By Lethbridge Herald on January 5, 2023.

Alberta Health Services says Influenza A (H3N2), COVID, and RSV are making the rounds this winter with hospitals like Chinook Regional seeing an increase with patients contracting the viruses. Herald file photo
Ry Clarke – LETHBRIDGE HERALD – Local Journalism Initiative Reporter

Holidays make for a great time to gather with loved ones and family, toasting over holiday meals as we come together. But another thing the season brings with it might not be what anyone wanted for Christmas — a respiratory virus. 

Influenza A (H3N2), COVID, and RSV are making the rounds this winter with hospitals like Chinook Regional seeing an increase with patients contracting the viruses. 

“Hospitals across the province and country are seeing increased demand as we see more respiratory illness and more patients with severe illness. It is no different in Lethbridge. We’re seeing more individuals with higher health care needs. Like other jurisdictions, we’re also dealing with some staffing challenges. Challenges with available bed spaces or capacity in hospital is not a new issue,” reads a statement from Alberta Health Services provided to the Herald.

With health care seeing an influx, AHS is helping spread awareness for prevention to ease the volume in hospitals. 

“We still have those trio of respiratory illnesses circulating,” said Doctor Vivien Suttorp, Medical Officer of Health for South Zone with Alberta Health Services. “Influenza A, H3N2, is the predominant strain, which typically impacts very young and the elderly the most.

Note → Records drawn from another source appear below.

//! Read access to named fields.
//!
//! The mapper only ever reads its input through [`FieldSource`]. Objects are
//! read by attribute access through [`ObjectSource`]; string-keyed maps are
//! read by key through [`Record`].

use std::collections::BTreeMap;
use std::collections::btree_map;

use crate::object::Object;
use crate::value::Value;

pub trait FieldSource {
    /// Class name reported in errors.
    fn class_name(&self) -> &str;

    fn field_names(&self) -> Vec<String>;

    /// Reads a field; `None` when the field does not exist.
    fn read_field(&self, name: &str) -> Option<Value>;

    /// The underlying object, when the source is one.
    fn as_object(&self) -> Option<&dyn Object> {
        None
    }
}

impl dyn FieldSource + '_ {
    /// Typed access to the underlying object, for initializers.
    pub fn downcast_ref<T: Object>(&self) -> Option<&T> {
        self.as_object()?.as_any().downcast_ref::<T>()
    }
}

/// Attribute-access adapter over an [`Object`].
#[derive(Debug, Clone, Copy)]
pub struct ObjectSource<'a> {
    object: &'a dyn Object,
}

impl<'a> ObjectSource<'a> {
    pub fn new(object: &'a dyn Object) -> Self {
        Self { object }
    }

    pub fn object(&self) -> &'a dyn Object {
        self.object
    }
}

impl FieldSource for ObjectSource<'_> {
    fn class_name(&self) -> &str {
        self.object.class().name()
    }

    fn field_names(&self) -> Vec<String> {
        self.object.attribute_names()
    }

    fn read_field(&self, name: &str) -> Option<Value> {
        self.object.get_attribute(name)
    }

    fn as_object(&self) -> Option<&dyn Object> {
        Some(self.object)
    }
}

/// A plain string-keyed mapping standing in for an object.
#[derive(Debug, Clone, Default, PartialEq)]
pub struct Record {
    fields: BTreeMap<String, Value>,
}

impl Record {
    pub const CLASS_NAME: &'static str = "Record";

    pub fn new() -> Self {
        Self::default()
    }

    pub fn with(mut self, name: impl Into<String>, value: impl Into<Value>) -> Self {
        self.insert(name, value);
        self
    }

    pub fn insert(&mut self, name: impl Into<String>, value: impl Into<Value>) -> Option<Value> {
        self.fields.insert(name.into(), value.into())
    }

    pub fn get(&self, name: &str) -> Option<&Value> {
        self.fields.get(name)
    }

    pub fn remove(&mut self, name: &str) -> Option<Value> {
        self.fields.remove(name)
    }

    pub fn len(&self) -> usize {
        self.fields.len()
    }

    pub fn is_empty(&self) -> bool {
        self.fields.is_empty()
    }

    pub fn iter(&self) -> btree_map::Iter<'_, String, Value> {
        self.fields.iter()
    }
}

impl From<BTreeMap<String, Value>> for Record {
    fn from(fields: BTreeMap<String, Value>) -> Self {
        Self { fields }
    }
}

impl<K: Into<String>, V: Into<Value>> FromIterator<(K, V)> for Record {
    fn from_iter<I: IntoIterator<Item = (K, V)>>(iter: I) -> Self {
        Self {
            fields: iter
                .into_iter()
                .map(|(name, value)| (name.into(), value.into()))
                .collect(),
        }
    }
}

impl FieldSource for Record {
    fn class_name(&self) -> &str {
        Self::CLASS_NAME
    }

    fn field_names(&self) -> Vec<String> {
        self.fields.keys().cloned().collect()
    }

    fn read_field(&self, name: &str) -> Option<Value> {
        self.fields.get(name).cloned()
    }
}
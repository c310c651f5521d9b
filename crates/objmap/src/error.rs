//! Error types for mapping operations.

use objmap_model::{ConstructError, ConversionError, Params};
use thiserror::Error;

/// Errors from configuring or running a mapper.
#[derive(Debug, Error)]
pub enum MappingError {
    /// The input is an instance of neither mapped class.
    #[error("This mapper does not support {class} class")]
    UnsupportedClass { class: String },

    /// A source attribute could not be read.
    #[error("Unknown attribute: {attribute}")]
    AttributeRead { attribute: String, class: String },

    /// `map_attr_name` found no counterpart for the name.
    #[error("{0}")]
    UnknownAttributeName(String),

    /// The destination constructor rejected the assembled parameters.
    #[error("Error when initializing class {class} with params: {params}\n{source}")]
    Construction {
        class: String,
        params: Params,
        #[source]
        source: ConstructError,
    },

    /// A value could not be converted to the destination's enumerated type.
    #[error("cannot convert attribute '{attribute}': {source}")]
    Conversion {
        attribute: String,
        #[source]
        source: ConversionError,
    },

    /// A typed mapping call asked for a class the mapper does not produce.
    #[error("mapper produced {found}, expected {expected}")]
    UnexpectedOutput { expected: String, found: String },

    /// Nested mappers recursed deeper than the configured limit.
    #[error("nested mapping exceeded the depth limit of {limit}")]
    DepthExceeded { limit: usize },

    /// Option name not recognised.
    #[error("unknown mapper option: {0}")]
    UnknownOption(String),

    /// Mapping profile could not be parsed.
    #[error("invalid mapping profile: {0}")]
    InvalidProfile(#[from] serde_json::Error),
}

/// Result type for mapping operations.
pub type Result<T> = std::result::Result<T, MappingError>;
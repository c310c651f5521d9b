//! Enumerated-type descriptors.
//!
//! An enumeration is described once by a static [`EnumDescriptor`] listing
//! its members as `(symbolic name, numeric value)` pairs. Values carried
//! through the mapper are [`EnumValue`]s pointing back at that descriptor,
//! so the engine can convert between members, their names and their numbers
//! without knowing the concrete Rust enum.

use std::fmt;

use crate::error::ConversionError;

/// Static description of an enumerated type.
#[derive(Debug, PartialEq, Eq, Hash)]
pub struct EnumDescriptor {
    name: &'static str,
    members: &'static [(&'static str, i64)],
}

impl EnumDescriptor {
    pub const fn new(name: &'static str, members: &'static [(&'static str, i64)]) -> Self {
        Self { name, members }
    }

    pub fn name(&self) -> &'static str {
        self.name
    }

    pub fn len(&self) -> usize {
        self.members.len()
    }

    pub fn is_empty(&self) -> bool {
        self.members.is_empty()
    }

    /// Returns the member at `index` in declaration order.
    pub fn member(&'static self, index: usize) -> Option<EnumValue> {
        (index < self.members.len()).then_some(EnumValue {
            descriptor: self,
            index,
        })
    }

    /// Iterates all members in declaration order.
    pub fn members(&'static self) -> impl Iterator<Item = EnumValue> {
        (0..self.members.len()).map(move |index| EnumValue {
            descriptor: self,
            index,
        })
    }

    /// Looks up the member whose symbolic name equals `name`.
    pub fn by_name(&'static self, name: &str) -> Result<EnumValue, ConversionError> {
        self.members
            .iter()
            .position(|(member, _)| *member == name)
            .map(|index| EnumValue {
                descriptor: self,
                index,
            })
            .ok_or_else(|| ConversionError::UnknownMember {
                enum_name: self.name.to_string(),
                name: name.to_string(),
            })
    }

    /// Looks up the first member whose numeric value equals `value`.
    pub fn by_value(&'static self, value: i64) -> Result<EnumValue, ConversionError> {
        self.members
            .iter()
            .position(|(_, member)| *member == value)
            .map(|index| EnumValue {
                descriptor: self,
                index,
            })
            .ok_or_else(|| ConversionError::UnknownValue {
                enum_name: self.name.to_string(),
                value,
            })
    }
}

/// A member of an enumerated type.
#[derive(Clone, Copy, PartialEq, Eq, Hash)]
pub struct EnumValue {
    descriptor: &'static EnumDescriptor,
    index: usize,
}

impl EnumValue {
    pub fn descriptor(&self) -> &'static EnumDescriptor {
        self.descriptor
    }

    /// Position of the member in declaration order.
    pub fn index(&self) -> usize {
        self.index
    }

    /// Symbolic name of the member.
    pub fn name(&self) -> &'static str {
        self.descriptor.members[self.index].0
    }

    /// Underlying numeric value of the member.
    pub fn value(&self) -> i64 {
        self.descriptor.members[self.index].1
    }
}

impl fmt::Debug for EnumValue {
    fn fmt(&self, f: &mut fmt::Formatter<'_>) -> fmt::Result {
        write!(f, "{}.{}({})", self.descriptor.name, self.name(), self.value())
    }
}

impl fmt::Display for EnumValue {
    fn fmt(&self, f: &mut fmt::Formatter<'_>) -> fmt::Result {
        write!(f, "{}.{}", self.descriptor.name, self.name())
    }
}

/// Bridges a Rust enum to its [`EnumDescriptor`].
///
/// `ordinal` must be the position of the variant in `DESCRIPTOR`.
///
/// ```ignore
/// #[derive(Clone, Copy)]
/// enum Priority { Low, Normal, Urgent }
///
/// impl MappedEnum for Priority {
///     const DESCRIPTOR: &'static EnumDescriptor = &EnumDescriptor::new(
///         "Priority",
///         &[("LOW", 1), ("NORMAL", 2), ("URGENT", 3)],
///     );
///
///     fn ordinal(self) -> usize {
///         self as usize
///     }
///
///     fn from_ordinal(ordinal: usize) -> Option<Self> {
///         [Self::Low, Self::Normal, Self::Urgent].get(ordinal).copied()
///     }
/// }
/// ```
pub trait MappedEnum: Copy + Send + Sync + 'static {
    const DESCRIPTOR: &'static EnumDescriptor;

    fn ordinal(self) -> usize;

    fn from_ordinal(ordinal: usize) -> Option<Self>;

    fn to_enum_value(self) -> EnumValue {
        EnumValue {
            descriptor: Self::DESCRIPTOR,
            index: self.ordinal(),
        }
    }

    /// Recovers the Rust variant, if `value` belongs to this enumeration.
    fn from_enum_value(value: &EnumValue) -> Option<Self> {
        if value.descriptor() == Self::DESCRIPTOR {
            Self::from_ordinal(value.index())
        } else {
            None
        }
    }
}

We still have COVID circulating, and RSV which primarily impacts the very young children but also can impact seniors.”

Suttorp mentions the viruses do circulate this time of year due to seasonal gatherings, which make it hard to predict the virus’s effect on health care systems. 

“The triple threat, or triple whammy, we are still in that. Although those numbers are, even before Christmas, those numbers are slowing down. Christmas, people get together a bit more, so it is a little difficult at this point still to see where that will go. Historically we have a peak of influenza season, then sometimes we have a little second wave, and sometimes the peak is usually, before COVID times, sort of in the middle-late January of the year.”

Hoping to ease intake at medical centers, health experts are asking people to take preventative measures to avoid getting sick. 

“It is never too late to be preventive. The good news is that they are all the same preventive measures for all the respiratory viruses,” said Suttorp. “First things first, stay home when you are sick. Wash your hands, if you have surfaces in your house that are touched by many people, clean them off. Immunization works very well, we have immunizations for COVID, as well as influenza.”

Spreading awareness and not germs, strategies help for staying healthy and safe, while avoiding missing out on the start of a new year. 

“I like to say there is a toolkit, and it has a number of different strategies and people have an option to choose from that toolkit,” said Suttorp. “Immunization is one, ensuring immunizations are up to date. Ensuring people are healthy and making sure you have overall general health. Not necessarily avoiding large gatherings, children go to school, people go to work, but taking caution. The most important piece within this social part is staying home when you are sick. Do not send your children to school when they have active symptoms of a respiratory infection.”

Staying healthy and hearty, prevention is key to avoiding the seasonal sickness. 

“In general prevention in any preventive strategy, be it cancer screening or healthy physical activity or healthy nutrition, we are preventing chronic diseases,” said Suttorp. “Respiratory illnesses are not just due to viruses, it can be bacteria, it can be other agents. Be very aware with increasing travel and make sure that all immunizations are up to date. We have very low immunization rates in southern Alberta, so ensuring that your immunizations are up to date for all vaccines is a strong recommendation from public health.”